**Data**
'''
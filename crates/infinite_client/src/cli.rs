//! Command-line interface for the infinite client.

use clap::{Parser, Subcommand};
use infinite_client::LivenessStrategy;
use std::path::PathBuf;

/// Infinite Tic-Tac-Toe - networked console client
#[derive(Parser, Debug)]
#[command(name = "infinite")]
#[command(about = "Play infinite tic-tac-toe against a remote opponent", long_about = None)]
#[command(version)]
pub struct Cli {
    /// Subcommand to run
    #[command(subcommand)]
    pub command: Command,
}

/// Available commands
#[derive(Subcommand, Debug)]
pub enum Command {
    /// Connect to a game server and play in the console
    Play {
        /// Path to the client config file
        #[arg(short, long, default_value = "infinite_client.toml")]
        config: PathBuf,

        /// Game server URL (overrides config and environment)
        #[arg(long)]
        server_url: Option<String>,

        /// Liveness policy for running rounds
        #[arg(long, value_enum)]
        liveness: Option<LivenessStrategy>,

        /// Log file path
        #[arg(long, default_value = "infinite_tictactoe.log")]
        log: PathBuf,
    },

    /// Print the effective configuration as TOML
    Config {
        /// Path to the client config file
        #[arg(short, long, default_value = "infinite_client.toml")]
        config: PathBuf,
    },
}
// SPDX-FileCopyrightText: Copyright (c) 2025 NVIDIA CORPORATION & AFFILIATES. All rights reserved.
// SPDX-License-Identifier: Apache-2.0

//! Monotonic tick source for deadline arithmetic.
//!
//! Ticks are microseconds elapsed since the owning primitive was created,
//! offset by one so that tick 0 is never observed. Tick 0 is reserved: it is
//! the released state of a time lock and the idle state of a side job
//! schedule slot. Built on [`tokio::time::Instant`] so paused-clock tests
//! drive deadlines deterministically.

use tokio::time::{Duration, Instant};

/// Per-instance monotonic clock measured in whole microseconds.
#[derive(Debug)]
pub(crate) struct TickClock {
    epoch: Instant,
}

impl TickClock {
    pub(crate) fn new() -> Self {
        Self {
            epoch: Instant::now(),
        }
    }

    /// Current tick. Always at least 1.
    pub(crate) fn now(&self) -> u64 {
        self.epoch.elapsed().as_micros() as u64 + 1
    }

    /// Number of ticks spanned by `d`.
    pub(crate) fn ticks(d: Duration) -> u64 {
        d.as_micros() as u64
    }

    /// Duration covering the span from `from` up to `to` ticks.
    pub(crate) fn span(from: u64, to: u64) -> Duration {
        Duration::from_micros(to.saturating_sub(from))
    }
}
'''
**Problem description**
Copy all lines of the records in which the string "Parser" can be found.

**Answer section**
use clap::{Parser, Subcommand};
#[derive(Parser, Debug)]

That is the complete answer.